**REQUIRED ACTION:**
Below are the records. Gather each line that holds "LazyLock".

(Stored data entries)
______

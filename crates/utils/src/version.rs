use std::sync::LazyLock;

/// Defines the application version.
pub static VERSION: LazyLock<String> = LazyLock::new(|| {
    format!(
        "{}-{}{}",
        env!("IMAGE_VERSION"),
        option_env!("VERGEN_GIT_SHA").unwrap_or("unknown"),
        if option_env!("VERGEN_GIT_DIRTY") == Some("true") {
            "-dirty"
        } else {
            ""
        }
    )
});
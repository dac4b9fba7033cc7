//! Generated bindings for the kubelet device plugin API (`v1beta1`).

#![allow(clippy::doc_markdown)]
pub mod api {
    #![allow(clippy::doc_overindented_list_items)]
    tonic::include_proto!("v1beta1");
}

/// Version string sent in the kubelet registration request.
pub const API_VERSION: &str = "v1beta1";

/// Health value reported for a device that can be handed out.
pub const HEALTHY: &str = "Healthy";

/// Health value reported for a device that failed its probe.
pub const UNHEALTHY: &str = "Unhealthy";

______

**COMPLETED TASK:**
use std::sync::LazyLock;
pub static VERSION: LazyLock<String> = LazyLock::new(|| {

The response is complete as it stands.